Data extracted from a collection:
*** Block opens ***
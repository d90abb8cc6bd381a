//! Ring error types and result definitions.

use std::time::Duration;

use thiserror::Error;

/// Result type for ring operations.
pub type RingResult<T> = Result<T, RingError>;

/// Ring-specific errors.
///
/// A [`RingError::PeerUnreachable`] is never surfaced to external callers;
/// the ring treats the peer as dead for that decision and repairs itself.
#[derive(Error, Debug)]
pub enum RingError {
    /// RPC or probe to a peer failed or timed out
    #[error("peer {peer} unreachable: {reason}")]
    PeerUnreachable { peer: String, reason: String },

    /// Operation exceeded its deadline
    #[error("operation timed out after {0:?}")]
    Timeout(Duration),

    /// Malformed or oversized wire frame
    #[error("wire protocol error: {0}")]
    Wire(String),

    /// Configuration error
    #[error("configuration error: {0}")]
    Config(String),

    /// Underlying socket error
    #[error("I/O error: {0}")]
    Io(#[from] std::io::Error),
}

impl From<bincode::Error> for RingError {
    fn from(err: bincode::Error) -> Self {
        Self::Wire(err.to_string())
    }
}
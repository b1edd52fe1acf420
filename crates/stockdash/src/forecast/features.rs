//! Time and seasonal regressors shared by both forecast backends

use chrono::{Datelike, NaiveDate};
use ndarray::Array2;
use serde::{Deserialize, Serialize};
use std::f64::consts::PI;

/// Days in a year, as used for the yearly Fourier period
pub const YEARLY_PERIOD: f64 = 365.25;
/// Days in a week
pub const WEEKLY_PERIOD: f64 = 7.0;

/// Minimum history before auto mode turns on a seasonal component
const AUTO_YEARLY_MIN_DAYS: i64 = 730;
const AUTO_WEEKLY_MIN_DAYS: i64 = 14;

/// Whether a seasonal component is modelled
#[derive(Debug, Clone, Copy, PartialEq, Eq, Serialize, Deserialize)]
#[serde(rename_all = "lowercase")]
pub enum Seasonality {
    /// Enabled when the history is long enough to estimate it
    Auto,
    Enabled,
    Disabled,
}

impl Seasonality {
    fn resolve(self, span_days: i64, min_days: i64) -> bool {
        match self {
            Seasonality::Auto => span_days >= min_days,
            Seasonality::Enabled => true,
            Seasonality::Disabled => false,
        }
    }
}

/// Seasonal settings for one backend
#[derive(Debug, Clone, Copy, PartialEq, Serialize, Deserialize)]
pub struct SeasonalitySpec {
    pub yearly: Seasonality,
    pub yearly_order: usize,
    pub weekly: Seasonality,
    pub weekly_order: usize,
}

/// Maps dates onto a scaled time axis plus Fourier seasonal terms.
///
/// `t` is 0 at the first observed date and 1 at the last; future dates
/// continue past 1 on the same scale.
#[derive(Debug, Clone)]
pub struct FeatureBuilder {
    origin: NaiveDate,
    span_days: f64,
    yearly_order: usize,
    weekly_order: usize,
}

impl FeatureBuilder {
    /// Resolve seasonality against the observed history `first..=last`
    pub fn new(first: NaiveDate, last: NaiveDate, spec: &SeasonalitySpec) -> Self {
        let span = (last - first).num_days();
        let yearly_order = if spec.yearly.resolve(span, AUTO_YEARLY_MIN_DAYS) {
            spec.yearly_order
        } else {
            0
        };
        let weekly_order = if spec.weekly.resolve(span, AUTO_WEEKLY_MIN_DAYS) {
            spec.weekly_order
        } else {
            0
        };

        Self {
            origin: first,
            span_days: span.max(1) as f64,
            yearly_order,
            weekly_order,
        }
    }

    pub fn span_days(&self) -> f64 {
        self.span_days
    }

    pub fn has_yearly(&self) -> bool {
        self.yearly_order > 0
    }

    pub fn has_weekly(&self) -> bool {
        self.weekly_order > 0
    }

    /// Scaled time for a date
    pub fn time(&self, date: NaiveDate) -> f64 {
        (date - self.origin).num_days() as f64 / self.span_days
    }

    /// Yearly columns, leading the seasonal block
    pub fn yearly_width(&self) -> usize {
        2 * self.yearly_order
    }

    /// Weekly columns, following the yearly ones
    pub fn weekly_width(&self) -> usize {
        2 * self.weekly_order
    }

    /// Number of seasonal columns produced by [`FeatureBuilder::seasonal`]
    pub fn seasonal_width(&self) -> usize {
        2 * (self.yearly_order + self.weekly_order)
    }

    /// Fourier terms for each date, one row per date
    pub fn seasonal(&self, dates: &[NaiveDate]) -> Array2<f64> {
        let mut out = Array2::zeros((dates.len(), self.seasonal_width()));
        for (row, date) in dates.iter().enumerate() {
            let day = f64::from(date.num_days_from_ce());
            let mut col = 0;
            for (period, order) in [
                (YEARLY_PERIOD, self.yearly_order),
                (WEEKLY_PERIOD, self.weekly_order),
            ] {
                for k in 1..=order {
                    let angle = 2.0 * PI * k as f64 * day / period;
                    out[[row, col]] = angle.sin();
                    out[[row, col + 1]] = angle.cos();
                    col += 2;
                }
            }
        }
        out
    }
}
*** Block closes ***
**WHAT YOU ARE ASKED TO DO**
Say how many lines above contain "impl", and give no words besides the number.

**SOLUTION TO THE EXERCISE**
3